Quel changement à cette époque brillante de son existence! Ce n'est plus cette petite fille, gauche, timide, qu'un regard déconcertait, qu'un mot faisait pâlir, qui ne savait ni parler, ni se taire à propos, ni mentir et s'accuser pour sa maîtresse, qui l'habillait mal, et la fatiguait de ses assiduités. Dorine n'est pas moins bonne qu'autrefois, l'habitude n'a fait que développer son attachement; mais son zèle est plus utile, parce qu'il est plus éclairé. A force d'observer et de réfléchir, l'esprit lui est venu, comme il vient à toutes les filles. Aussi, voyez combien elle a gagné! comme elle porte maintenant avec grâce son galant uniforme! Une fine chaussure a remplacé l'ignoble soulier large et grimaçant qui déshonorait son pied. Comme il est aujourd'hui fièrement posé, ce charmant petit pied de duchesse, et bien attaché à cette jambe de danseuse! Dorine ne fait plus, comme autrefois, gémir le parquet et crisper tout le système nerveux de sa maîtresse. Dorine ne marche plus, elle glisse!—Dernier perfectionnement de la femme de chambre! Ce mot contient tout un poëme: c'est l'oméga de la science; il résume toutes les autres facultés. Si vous voulez juger du mérite d'une femme de chambre, faites-la marcher devant vous: l'épreuve est infaillible; vous devinerez à son allure ce qu'elle est et d'où elle vient; vous reconnaîtrez le cachet de la femme comme il faut dans sa tournure élégante et facile; la bourgeoise reparaîtra dans la naïve prétention de sa démarche, et soyez persuadé que le vernis de la femme comme il en faut n'aura pas moins déteint sur la désinvolture que sur les manières et le langage de la soubrette. On écrirait un livre sur ce sujet.—Glisser n'est pas seulement une grâce dans la femme de chambre, c'est aussi un talent précieux, inestimable pour sa maîtresse et pour elle-même; c'est toujours une qualité; c'est souvent une vertu.

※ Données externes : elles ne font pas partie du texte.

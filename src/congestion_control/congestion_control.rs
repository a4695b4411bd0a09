// Copyright (c) 2023 The TQUIC Authors.
//
// Licensed under the Apache License, Version 2.0 (the "License");
// you may not use this file except in compliance with the License.
// You may obtain a copy of the License at
//
//     http://www.apache.org/licenses/LICENSE-2.0
//
// Unless required by applicable law or agreed to in writing, software
// distributed under the License is distributed on an "AS IS" BASIS,
// WITHOUT WARRANTIES OR CONDITIONS OF ANY KIND, either express or implied.
// See the License for the specific language governing permissions and
// limitations under the License.

#![allow(unused_variables)]

use core::str::FromStr;
use std::fmt;

use serde::Deserialize;

use crate::connection::TransportHost;
use crate::time_sync::Stamp;
use crate::CongestionConfig;
use crate::Error;
use crate::Result;
pub use bbr::Bbr;
pub use bbr::BbrConfig;
pub use bbr::BbrStateMachine;
pub use cubic::cubic_root;
pub use cubic::Cubic;
pub use cubic::CubicConfig;
pub use cubic::CubicState;
pub use hystart::Detect;
pub use hystart::Hystart;
pub use hystart::HystartConfig;

/// Available congestion control algorithm
#[derive(Eq, PartialEq, Debug, Clone, Copy, Default, Deserialize)]
#[serde(try_from = "String")]
pub enum CongestionControlAlgorithm {
    /// CUBIC uses a cubic function instead of a linear window increase
    /// function to improve scalability and stability under fast and
    /// long-distance networks. This is the fixed-point variant with HyStart
    /// slow start exit detection.
    #[default]
    Cubic,

    /// BBR uses recent measurements of a transport connection's delivery rate
    /// and round-trip time to build an explicit model of the network path.
    /// The model is then used to control the maximum volume of data allowed
    /// in flight in the network at any time.
    Bbr,
}

impl FromStr for CongestionControlAlgorithm {
    type Err = Error;

    fn from_str(algor: &str) -> Result<CongestionControlAlgorithm> {
        if algor.eq_ignore_ascii_case("cubic") {
            Ok(CongestionControlAlgorithm::Cubic)
        } else if algor.eq_ignore_ascii_case("bbr") {
            Ok(CongestionControlAlgorithm::Bbr)
        } else {
            Err(Error::InvalidConfig("unknown".into()))
        }
    }
}

impl TryFrom<String> for CongestionControlAlgorithm {
    type Error = Error;

    fn try_from(algor: String) -> Result<Self> {
        algor.parse()
    }
}

/// Congestion control statistics.
#[derive(Debug, Default, Clone, PartialEq, Eq)]
pub struct CongestionStats {
    /// Total segments acked.
    pub segments_acked_in_total: u64,

    /// Total segments acked in slow start.
    pub segments_acked_in_slow_start: u64,

    /// Number of congestion events.
    pub congestion_events: u64,

    /// Number of slow start exits detected before any loss.
    pub slow_start_exits: u64,
}

/// Congestion control interfaces shared by different algorithms.
///
/// The controller owns the algorithm state; the window itself lives in the
/// host record and is read and written through `TransportHost`.
pub trait CongestionController: Send {
    /// Name of congestion control algorithm.
    fn name(&self) -> &str;

    /// Reset the state for a new connection.
    fn init(&mut self, host: &mut dyn TransportHost, now: Stamp);

    /// Callback for each RTT sample carried by an acknowledgment. `None`
    /// means the ACK carried no valid sample.
    fn on_rtt_sample(&mut self, host: &mut dyn TransportHost, rtt_us: Option<u32>, now: Stamp) {}

    /// Callback for newly acknowledged segments. Grows the window.
    fn on_ack(&mut self, host: &mut dyn TransportHost, acked: u32, now: Stamp);

    /// Congestion event. Return the new slow start threshold.
    fn on_congestion_event(&mut self, host: &dyn TransportHost, now: Stamp) -> u32;

    /// Callback when the connection enters the Loss state after a
    /// retransmission timeout.
    fn on_loss_state(&mut self, host: &dyn TransportHost, now: Stamp) {}

    /// Callback when transmission restarts, `last_send` being the tick of
    /// the last transmission.
    fn on_tx_start(&mut self, host: &mut dyn TransportHost, last_send: u32, now: Stamp) {}

    /// Window to restore when a reduction turns out to be spurious.
    fn undo_window(&mut self, host: &dyn TransportHost) -> u32 {
        host.window().max(host.prior_window())
    }

    /// Congestion stats.
    fn stats(&self) -> &CongestionStats;
}

impl fmt::Debug for dyn CongestionController {
    fn fmt(&self, f: &mut fmt::Formatter<'_>) -> fmt::Result {
        write!(f, "congestion controller {}", self.name())
    }
}

/// Build a congestion controller.
pub fn build_congestion_controller(conf: &CongestionConfig) -> Box<dyn CongestionController> {
    match conf.congestion_control_algorithm {
        CongestionControlAlgorithm::Cubic => Box::new(Cubic::new(CubicConfig::from(conf))),
        CongestionControlAlgorithm::Bbr => Box::new(Bbr::new(BbrConfig::from(conf))),
    }
}

/// Slow start: grow the window by the ACKed segments up to ssthresh.
///
/// Return the ACKed segments left over for congestion avoidance.
pub(crate) fn slow_start(host: &mut dyn TransportHost, acked: u32) -> u32 {
    let cwnd = host.window();
    let new_cwnd = cwnd.saturating_add(acked).min(host.ssthresh());
    let left = acked.saturating_sub(new_cwnd.saturating_sub(cwnd));

    host.set_window(new_cwnd.min(host.window_clamp()));
    left
}

/// Additive increase: grow the window by one segment every `w` ACKed
/// segments. `cwnd_cnt` carries the ACKed segments between calls.
pub(crate) fn cong_avoid_ai(host: &mut dyn TransportHost, cwnd_cnt: &mut u32, w: u32, acked: u32) {
    let w = w.max(1);
    let mut cwnd = host.window();

    // If credits accumulated at a higher w, apply them gently now.
    if *cwnd_cnt >= w {
        *cwnd_cnt = 0;
        cwnd = cwnd.saturating_add(1);
    }

    *cwnd_cnt = cwnd_cnt.saturating_add(acked);
    if *cwnd_cnt >= w {
        let delta = *cwnd_cnt / w;
        *cwnd_cnt -= delta * w;
        cwnd = cwnd.saturating_add(delta);
    }

    host.set_window(cwnd.min(host.window_clamp()));
}


mod bbr;
mod cubic;
mod hystart;
mod minmax;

Dorine a maintenant un petit port de reine. A la voir traverser légèrement le salon, à son maintien gracieux et son air tout aimable quand elle est assise, vous la prendriez pour la maîtresse de la maison, n'était l'inévitable tablier et l'indispensable bonnet. Le tablier blanc est particulièrement l'abomination de la femme de chambre: c'est sa robe de Nisus; elle le regarde avec colère et ne le touche qu'avec horreur: c'est l'ennemi intime, implacable, qui l'accompagne partout, qui la signale, la trahit et la déshonore! Sans lui, hélas! combien de jeunes hommes charmants et de riches barbons l'auraient aimée, courtisée, adorée et honorée! Qui la délivrera de la fatale percaline? Oscar, Alfred, commis ingrats, vous acceptez son cœur et rejetez sa main! Prenez y garde! plutôt que de rester toute sa vie vouée au blanc, comme les vierges dont elle a la figure et non l'insensibilité, Dorine fera une fin tragique: elle épousera Frontin, qui promet de l'affranchir du tablier, ou le petit Figaro, qui lui remet chaque matin des billets doux sous la forme de papillottes; elle épouserait, au besoin, le plus épais des garçons de caisse ou le plus crotté des saute-ruisseaux. Le tablier est la ligne de démarcation, la seule barrière qui sépare la femme de chambre de la femme libre (je parle sans épigramme), barrière si mince, si légère, et pourtant infranchissable! La femme de chambre, forcée d'exister avec son tablier, s'en sépare sous le moindre prétexte: c'est la première chose dont elle se débarrasse en entrant dans sa chambre; elle le quitte à table; elle le quitte à l'office, à la cuisine, dans l'antichambre, en traversant le salon, dès que madame est absente ou ne la regarde pas. J'ai vu plus d'esprit, plus de ruse féminine dépensés pour cette petite cause, qu'il n'en faudrait pour dénouer l'intrigue la plus embrouillée, et dérouter le plus jaloux des maris.—Des maîtresses inflexibles ont pris pour devise: je maintiendrai, et elles ont maintenu le tablier. J'ai vu des résistances opiniâtres d'une part, et de l'autre, de nobles sacrifices; j'ai vu de généreuses femmes de chambre, après des efforts désespérés, résigner noblement leurs fonctions, et se retirer vaincues, mais non humiliées!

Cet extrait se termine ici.